-- Provided records --
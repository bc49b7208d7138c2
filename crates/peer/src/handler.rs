//! What a peer does with each inbound packet.

use std::net::SocketAddr;
use std::sync::Arc;

use async_trait::async_trait;
use auth::{AuthError, Grant, Permissions, UnitOperation};
use network_shared::protocol::{
    ActionResponse, Authenticate, AuthenticateResponse, ListUnits, ListUnitsResponse, Notify,
    PROTOCOL_VERSION, PerformAction, Subscribe,
};
use network_shared::{ActionMode, Packet, UnitKind};
use tracing::{debug, info, warn};

use crate::connection::{AuthGate, Role};
use crate::error::PeerError;
use crate::peer::{LocalPeer, Peer};
use crate::subscription::Subscription;

/// Everything a packet handler may touch, passed explicitly per packet.
pub struct HandlerContext {
    local: Arc<LocalPeer>,
    remote_addr: SocketAddr,
    role: Role,
    /// `None` for connections we dialed ourselves: their traffic is trusted.
    grant: Option<Arc<Grant>>,
    /// Accepting side only; resolved by `Authenticate`.
    gate: Option<AuthGate>,
}

impl HandlerContext {
    pub fn new(
        local: Arc<LocalPeer>,
        remote_addr: SocketAddr,
        role: Role,
        grant: Option<Arc<Grant>>,
        gate: Option<AuthGate>,
    ) -> Self {
        Self {
            local,
            remote_addr,
            role,
            grant,
            gate,
        }
    }

    pub fn local(&self) -> &LocalPeer {
        &self.local
    }

    pub fn remote_addr(&self) -> SocketAddr {
        self.remote_addr
    }

    pub fn role(&self) -> Role {
        self.role
    }

    fn require(&self, needed: Permissions) -> Result<(), PeerError> {
        match &self.grant {
            Some(grant) if !grant.permitted.has(needed) => Err(PeerError::PermissionDenied),
            _ => Ok(()),
        }
    }

    fn require_unit(&self, kind: UnitKind, name: &str, op: UnitOperation) -> Result<(), PeerError> {
        match &self.grant {
            Some(grant) if !grant.claims.is_authorized(kind, name, op) => {
                Err(PeerError::PermissionDenied)
            }
            _ => Ok(()),
        }
    }
}

/// Receiving-side behaviour of a packet. `Ok(Some(_))` is sent back as the
/// correlated response; errors are answered with `Failure`.
#[async_trait]
pub trait PacketHandler: Sized {
    async fn handle(self, ctx: &HandlerContext) -> Result<Option<Packet>, PeerError>;
}

#[async_trait]
impl PacketHandler for Packet {
    async fn handle(self, ctx: &HandlerContext) -> Result<Option<Packet>, PeerError> {
        match self {
            Packet::Authenticate(p) => Ok(Some(authenticate(p, ctx))),
            Packet::PerformAction(p) => perform_action(p, ctx).await,
            Packet::ListUnits(p) => list_units(p, ctx).map(Some),
            Packet::Subscribe(p) => subscribe(p, ctx).await.map(Some),
            Packet::Notify(p) => notify(p, ctx).await.map(|()| None),
            Packet::Failure(f) => {
                warn!(
                    target: "peer::net::connection",
                    "{} reported failure: {}", ctx.remote_addr, f.message
                );
                Ok(None)
            }
            // Responses that reached no waiter.
            other @ (Packet::AuthenticateResponse(_)
            | Packet::AuthenticateInvalid(_)
            | Packet::ActionResponse(_)
            | Packet::ListUnitsResponse(_)
            | Packet::Empty) => {
                debug!(
                    target: "peer::net::connection",
                    "dropping unsolicited {} from {}", other.kind(), ctx.remote_addr
                );
                Ok(None)
            }
        }
    }
}

fn authenticate(p: Authenticate, ctx: &HandlerContext) -> Packet {
    if let Some(gate) = &ctx.gate {
        if !gate.is_pending() {
            warn!(
                target: "peer::net::handshake",
                "{} sent Authenticate after the handshake resolved, ignored", ctx.remote_addr
            );
            return refused(AuthError::OPAQUE);
        }
    }

    if p.version != PROTOCOL_VERSION {
        warn!(
            target: "peer::net::handshake",
            "{} speaks protocol {}, expected {PROTOCOL_VERSION}", ctx.remote_addr, p.version
        );
        if let Some(gate) = &ctx.gate {
            gate.deny();
        }
        return refused(AuthError::OPAQUE);
    }

    let source = ctx.remote_addr.ip();
    match ctx.local.auth().authenticate(&p.token, source) {
        Ok(grant) => {
            let permitted = grant.permitted;
            // A concurrent Authenticate may have resolved the gate first.
            if !ctx.gate.as_ref().is_none_or(|gate| gate.grant(grant)) {
                return refused(AuthError::OPAQUE);
            }
            info!(
                target: "peer::net::handshake",
                "{} authenticated, permitted {permitted}", ctx.remote_addr
            );
            Packet::AuthenticateResponse(AuthenticateResponse {
                granted: true,
                permitted: permitted.bits(),
                error: None,
            })
        }
        Err(e) => {
            if let Some(gate) = &ctx.gate {
                gate.deny();
            }
            refused(e.wire_message())
        }
    }
}

fn refused(message: &str) -> Packet {
    Packet::AuthenticateResponse(AuthenticateResponse {
        granted: false,
        permitted: 0,
        error: Some(message.to_string()),
    })
}

async fn perform_action(
    p: PerformAction,
    ctx: &HandlerContext,
) -> Result<Option<Packet>, PeerError> {
    let PerformAction { action, arg, mode } = p;
    match mode {
        ActionMode::Perform => {
            ctx.require(Permissions::PERFORM_ACTIONS)?;
            ctx.require_unit(UnitKind::Action, &action, UnitOperation::Run)?;
            let data = ctx.local.run(&action, arg).await?;
            Ok(Some(Packet::ActionResponse(ActionResponse { action, data })))
        }
        ActionMode::Publish => {
            ctx.require(Permissions::PUBLISH_ACTIONS)?;
            ctx.require_unit(UnitKind::Action, &action, UnitOperation::Publish)?;
            ctx.local.publish(&action, arg).await?;
            Ok(Some(Packet::Empty))
        }
        ActionMode::PerformAndPublish => {
            ctx.require(Permissions::PERFORM_ACTIONS | Permissions::PUBLISH_ACTIONS)?;
            ctx.require_unit(UnitKind::Action, &action, UnitOperation::Run)?;
            ctx.require_unit(UnitKind::Action, &action, UnitOperation::Publish)?;
            ctx.local.run_and_publish(&action, arg).await?;
            Ok(Some(Packet::Empty))
        }
    }
}

fn list_units(p: ListUnits, ctx: &HandlerContext) -> Result<Packet, PeerError> {
    let needed = match p.kind {
        UnitKind::Action => Permissions::READ_ACTIONS,
        UnitKind::Receiver => Permissions::READ_RECEIVERS,
    };
    ctx.require(needed)?;
    Ok(Packet::ListUnitsResponse(ListUnitsResponse {
        kind: p.kind,
        values: ctx.local.unit_names(p.kind),
    }))
}

async fn subscribe(p: Subscribe, ctx: &HandlerContext) -> Result<Packet, PeerError> {
    ctx.require(Permissions::SUBSCRIBE)?;
    ctx.require_unit(UnitKind::Action, &p.action, UnitOperation::Subscribe)?;
    ctx.local
        .subscribe(Subscription::new(p.address, p.action, p.receiver))
        .await?;
    Ok(Packet::Empty)
}

async fn notify(p: Notify, ctx: &HandlerContext) -> Result<(), PeerError> {
    ctx.require(Permissions::NOTIFY_RECEIVERS)?;
    ctx.require_unit(UnitKind::Receiver, &p.receiver, UnitOperation::Notify)?;
    ctx.local.notify(&p.receiver, p.data).await
}
//! Bearer token representation: `base64url(claims) "." base64url(signature)`.

use std::fmt;
use std::str::FromStr;

use base64::Engine;
use base64::engine::general_purpose::URL_SAFE_NO_PAD;
use network_shared::serialization::{BincodeSerializer, MessageSerializer};

use crate::claims::Claims;
use crate::error::AuthError;

/// A signed set of claims.
///
/// Keeps the exact bytes that were signed, so verification never depends on
/// re-encoding the decoded claims.
#[derive(Clone, PartialEq, Eq)]
pub struct Token {
    claims: Claims,
    claims_bytes: Vec<u8>,
    signature: Vec<u8>,
}

impl Token {
    pub(crate) fn from_parts(claims: Claims, claims_bytes: Vec<u8>, signature: Vec<u8>) -> Self {
        Self {
            claims,
            claims_bytes,
            signature,
        }
    }

    pub fn claims(&self) -> &Claims {
        &self.claims
    }

    pub fn signature(&self) -> &[u8] {
        &self.signature
    }

    pub(crate) fn signed_bytes(&self) -> &[u8] {
        &self.claims_bytes
    }
}

impl fmt::Display for Token {
    fn fmt(&self, f: &mut fmt::Formatter<'_>) -> fmt::Result {
        write!(
            f,
            "{}.{}",
            URL_SAFE_NO_PAD.encode(&self.claims_bytes),
            URL_SAFE_NO_PAD.encode(&self.signature)
        )
    }
}

impl fmt::Debug for Token {
    fn fmt(&self, f: &mut fmt::Formatter<'_>) -> fmt::Result {
        f.debug_struct("Token")
            .field("claims", &self.claims)
            .field("signature", &"<redacted>")
            .finish()
    }
}

impl FromStr for Token {
    type Err = AuthError;

    fn from_str(s: &str) -> Result<Self, Self::Err> {
        let (claims_part, sig_part) = s
            .trim()
            .split_once('.')
            .ok_or_else(|| AuthError::Malformed("expected '<claims>.<signature>'".into()))?;
        if sig_part.contains('.') {
            return Err(AuthError::Malformed("too many segments".into()));
        }

        let claims_bytes = URL_SAFE_NO_PAD
            .decode(claims_part)
            .map_err(|e| AuthError::Malformed(format!("claims segment: {e}")))?;
        let signature = URL_SAFE_NO_PAD
            .decode(sig_part)
            .map_err(|e| AuthError::Malformed(format!("signature segment: {e}")))?;
        let claims: Claims = BincodeSerializer
            .deserialize(&claims_bytes)
            .map_err(|e| AuthError::Malformed(format!("claims: {e}")))?;

        Ok(Self::from_parts(claims, claims_bytes, signature))
    }
}

#[cfg(test)]
mod tests {
    use super::*;

    #[test]
    fn rejects_wrong_segment_count() {
        assert!(matches!(
            "abc".parse::<Token>(),
            Err(AuthError::Malformed(_))
        ));
        assert!(matches!(
            "a.b.c".parse::<Token>(),
            Err(AuthError::Malformed(_))
        ));
    }

    #[test]
    fn rejects_non_base64() {
        assert!(matches!(
            "!!!.???".parse::<Token>(),
            Err(AuthError::Malformed(_))
        ));
    }
}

-- What needs to be done --
Please return every line in the data that includes the string "FromStr".

-- The completed task --
use std::str::FromStr;
impl FromStr for Token {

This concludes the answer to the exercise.